§ **Brief**
Scan the records for lines with the word "filename", and copy every such line.

##### Stored data #####

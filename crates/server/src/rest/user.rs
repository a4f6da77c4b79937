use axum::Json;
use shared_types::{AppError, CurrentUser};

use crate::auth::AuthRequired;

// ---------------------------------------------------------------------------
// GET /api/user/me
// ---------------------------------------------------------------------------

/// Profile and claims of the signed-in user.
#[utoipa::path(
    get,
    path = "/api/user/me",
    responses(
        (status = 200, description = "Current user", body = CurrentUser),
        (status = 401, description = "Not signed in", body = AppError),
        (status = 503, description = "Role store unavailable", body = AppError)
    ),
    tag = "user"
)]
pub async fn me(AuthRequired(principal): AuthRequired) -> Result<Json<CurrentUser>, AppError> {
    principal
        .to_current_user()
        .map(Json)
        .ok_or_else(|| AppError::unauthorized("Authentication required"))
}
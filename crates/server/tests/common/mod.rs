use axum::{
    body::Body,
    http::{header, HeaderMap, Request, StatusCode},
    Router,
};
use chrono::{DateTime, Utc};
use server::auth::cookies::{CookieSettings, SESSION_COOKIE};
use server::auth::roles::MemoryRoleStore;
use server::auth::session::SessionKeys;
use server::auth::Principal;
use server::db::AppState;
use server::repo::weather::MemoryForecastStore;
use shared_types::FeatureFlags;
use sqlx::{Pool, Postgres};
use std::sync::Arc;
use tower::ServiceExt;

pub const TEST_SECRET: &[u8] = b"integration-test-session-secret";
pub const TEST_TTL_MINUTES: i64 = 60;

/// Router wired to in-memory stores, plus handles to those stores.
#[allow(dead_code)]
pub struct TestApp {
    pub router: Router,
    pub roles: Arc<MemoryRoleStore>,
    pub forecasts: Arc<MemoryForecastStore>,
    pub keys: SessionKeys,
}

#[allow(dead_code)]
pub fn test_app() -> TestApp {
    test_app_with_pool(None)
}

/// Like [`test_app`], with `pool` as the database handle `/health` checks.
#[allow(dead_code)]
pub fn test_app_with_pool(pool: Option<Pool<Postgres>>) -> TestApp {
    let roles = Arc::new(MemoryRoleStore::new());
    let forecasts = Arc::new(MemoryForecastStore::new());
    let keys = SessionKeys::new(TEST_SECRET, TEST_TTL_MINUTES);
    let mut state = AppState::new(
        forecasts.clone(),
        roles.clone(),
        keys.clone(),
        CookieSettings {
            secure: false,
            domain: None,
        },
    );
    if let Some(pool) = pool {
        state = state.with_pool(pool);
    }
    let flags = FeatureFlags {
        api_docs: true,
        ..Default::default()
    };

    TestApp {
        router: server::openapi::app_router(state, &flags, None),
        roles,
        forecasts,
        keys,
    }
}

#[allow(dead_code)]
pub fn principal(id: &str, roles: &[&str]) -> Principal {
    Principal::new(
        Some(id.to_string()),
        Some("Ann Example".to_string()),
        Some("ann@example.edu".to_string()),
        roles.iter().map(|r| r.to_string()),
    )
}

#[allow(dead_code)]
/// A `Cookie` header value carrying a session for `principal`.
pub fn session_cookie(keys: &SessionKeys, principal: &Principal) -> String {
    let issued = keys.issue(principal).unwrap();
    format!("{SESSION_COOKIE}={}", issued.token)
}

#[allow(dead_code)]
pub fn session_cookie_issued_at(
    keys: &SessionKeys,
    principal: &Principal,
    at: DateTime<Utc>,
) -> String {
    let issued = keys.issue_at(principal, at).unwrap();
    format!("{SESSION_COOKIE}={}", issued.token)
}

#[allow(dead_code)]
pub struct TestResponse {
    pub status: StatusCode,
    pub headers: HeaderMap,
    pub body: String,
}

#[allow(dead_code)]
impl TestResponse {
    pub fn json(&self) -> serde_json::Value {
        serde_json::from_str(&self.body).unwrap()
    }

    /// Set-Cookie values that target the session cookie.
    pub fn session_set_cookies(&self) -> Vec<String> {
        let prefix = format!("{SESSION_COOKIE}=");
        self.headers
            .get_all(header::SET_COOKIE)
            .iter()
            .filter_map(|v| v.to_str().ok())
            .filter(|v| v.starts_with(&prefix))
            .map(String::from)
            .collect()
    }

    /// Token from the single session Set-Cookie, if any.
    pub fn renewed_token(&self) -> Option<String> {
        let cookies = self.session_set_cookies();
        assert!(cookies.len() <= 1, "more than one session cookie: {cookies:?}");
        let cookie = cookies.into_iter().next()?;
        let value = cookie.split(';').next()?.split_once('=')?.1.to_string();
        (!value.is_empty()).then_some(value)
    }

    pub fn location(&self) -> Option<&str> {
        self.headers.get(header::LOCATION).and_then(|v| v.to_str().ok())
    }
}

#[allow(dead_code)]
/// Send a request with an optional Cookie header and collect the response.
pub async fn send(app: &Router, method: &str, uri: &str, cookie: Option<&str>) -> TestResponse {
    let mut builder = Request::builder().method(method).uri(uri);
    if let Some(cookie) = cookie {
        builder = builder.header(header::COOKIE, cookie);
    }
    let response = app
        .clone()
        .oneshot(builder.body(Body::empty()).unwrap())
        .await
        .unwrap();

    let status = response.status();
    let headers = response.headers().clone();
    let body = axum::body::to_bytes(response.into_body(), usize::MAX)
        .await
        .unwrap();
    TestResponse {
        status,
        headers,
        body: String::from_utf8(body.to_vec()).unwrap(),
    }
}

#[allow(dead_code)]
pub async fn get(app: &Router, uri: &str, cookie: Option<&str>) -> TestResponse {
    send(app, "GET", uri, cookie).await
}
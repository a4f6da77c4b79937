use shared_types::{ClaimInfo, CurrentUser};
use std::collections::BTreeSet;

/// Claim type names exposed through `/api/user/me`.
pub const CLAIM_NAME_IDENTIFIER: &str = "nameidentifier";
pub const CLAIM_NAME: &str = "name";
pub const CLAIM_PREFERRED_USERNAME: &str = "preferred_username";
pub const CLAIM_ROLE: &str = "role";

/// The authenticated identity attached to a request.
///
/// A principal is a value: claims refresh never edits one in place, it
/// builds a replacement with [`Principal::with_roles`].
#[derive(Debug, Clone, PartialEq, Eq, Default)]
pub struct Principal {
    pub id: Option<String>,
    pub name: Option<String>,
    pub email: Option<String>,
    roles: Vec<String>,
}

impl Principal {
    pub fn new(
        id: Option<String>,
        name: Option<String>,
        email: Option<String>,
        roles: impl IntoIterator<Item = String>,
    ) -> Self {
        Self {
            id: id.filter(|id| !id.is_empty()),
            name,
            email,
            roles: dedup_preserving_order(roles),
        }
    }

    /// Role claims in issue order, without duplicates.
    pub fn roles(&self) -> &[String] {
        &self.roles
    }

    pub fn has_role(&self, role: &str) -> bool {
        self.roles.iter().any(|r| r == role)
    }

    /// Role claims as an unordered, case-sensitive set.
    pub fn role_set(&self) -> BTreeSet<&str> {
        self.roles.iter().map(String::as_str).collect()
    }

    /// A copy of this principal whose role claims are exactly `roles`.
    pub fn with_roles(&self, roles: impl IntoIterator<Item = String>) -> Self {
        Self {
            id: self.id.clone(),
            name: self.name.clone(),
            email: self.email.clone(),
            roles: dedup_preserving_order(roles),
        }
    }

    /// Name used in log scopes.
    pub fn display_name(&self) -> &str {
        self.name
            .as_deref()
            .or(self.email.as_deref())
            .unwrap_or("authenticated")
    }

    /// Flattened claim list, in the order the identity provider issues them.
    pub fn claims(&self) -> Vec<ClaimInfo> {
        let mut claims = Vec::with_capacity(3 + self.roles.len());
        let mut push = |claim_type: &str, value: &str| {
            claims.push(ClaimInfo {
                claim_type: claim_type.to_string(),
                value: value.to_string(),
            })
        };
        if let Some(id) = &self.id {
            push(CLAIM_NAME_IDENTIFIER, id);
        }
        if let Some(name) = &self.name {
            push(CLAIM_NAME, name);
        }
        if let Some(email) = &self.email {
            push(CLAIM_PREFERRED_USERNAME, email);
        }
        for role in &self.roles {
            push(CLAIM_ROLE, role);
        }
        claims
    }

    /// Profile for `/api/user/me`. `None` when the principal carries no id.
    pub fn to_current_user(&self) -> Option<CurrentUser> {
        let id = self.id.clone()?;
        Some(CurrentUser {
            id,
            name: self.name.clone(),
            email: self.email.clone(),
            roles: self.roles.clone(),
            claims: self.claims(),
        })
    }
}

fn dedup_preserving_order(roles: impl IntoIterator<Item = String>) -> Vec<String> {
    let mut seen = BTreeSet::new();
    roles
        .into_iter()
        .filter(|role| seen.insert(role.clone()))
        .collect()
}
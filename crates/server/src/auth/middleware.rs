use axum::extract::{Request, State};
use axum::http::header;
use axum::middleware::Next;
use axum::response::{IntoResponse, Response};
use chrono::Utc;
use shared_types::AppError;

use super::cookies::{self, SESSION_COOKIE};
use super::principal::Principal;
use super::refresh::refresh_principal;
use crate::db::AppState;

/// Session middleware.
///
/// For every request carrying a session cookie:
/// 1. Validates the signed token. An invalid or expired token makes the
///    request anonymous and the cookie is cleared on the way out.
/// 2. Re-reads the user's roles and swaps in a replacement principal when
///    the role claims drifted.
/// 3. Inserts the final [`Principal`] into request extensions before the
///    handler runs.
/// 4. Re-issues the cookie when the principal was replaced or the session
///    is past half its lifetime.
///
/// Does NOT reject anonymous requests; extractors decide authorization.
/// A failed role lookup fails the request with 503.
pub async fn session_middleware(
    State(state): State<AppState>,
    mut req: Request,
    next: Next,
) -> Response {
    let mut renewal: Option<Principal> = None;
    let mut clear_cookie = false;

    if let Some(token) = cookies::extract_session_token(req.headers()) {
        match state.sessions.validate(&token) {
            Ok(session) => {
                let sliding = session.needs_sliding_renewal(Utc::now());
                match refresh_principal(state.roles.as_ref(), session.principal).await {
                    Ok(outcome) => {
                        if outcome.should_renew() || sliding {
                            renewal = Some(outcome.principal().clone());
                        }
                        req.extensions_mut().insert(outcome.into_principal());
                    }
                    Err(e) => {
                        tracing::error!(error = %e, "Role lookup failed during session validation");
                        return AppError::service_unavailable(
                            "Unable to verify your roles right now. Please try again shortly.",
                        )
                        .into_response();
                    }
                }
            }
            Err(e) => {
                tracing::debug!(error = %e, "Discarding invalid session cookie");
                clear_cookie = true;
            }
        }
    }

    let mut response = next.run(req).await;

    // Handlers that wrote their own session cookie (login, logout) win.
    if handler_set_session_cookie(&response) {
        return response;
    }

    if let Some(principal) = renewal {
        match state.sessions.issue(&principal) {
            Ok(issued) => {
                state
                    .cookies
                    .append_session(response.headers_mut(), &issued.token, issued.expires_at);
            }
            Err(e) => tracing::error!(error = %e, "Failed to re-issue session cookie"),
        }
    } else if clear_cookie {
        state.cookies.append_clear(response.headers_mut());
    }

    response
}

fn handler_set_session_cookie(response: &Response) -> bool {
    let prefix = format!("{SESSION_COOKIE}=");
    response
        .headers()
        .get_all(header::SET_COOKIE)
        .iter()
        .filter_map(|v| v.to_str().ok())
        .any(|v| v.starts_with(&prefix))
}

#####

§ **Task response**
filename crates/server/src/rest/user.rs
filename crates/server/tests/common/mod.rs
filename crates/server/src/auth/middleware.rs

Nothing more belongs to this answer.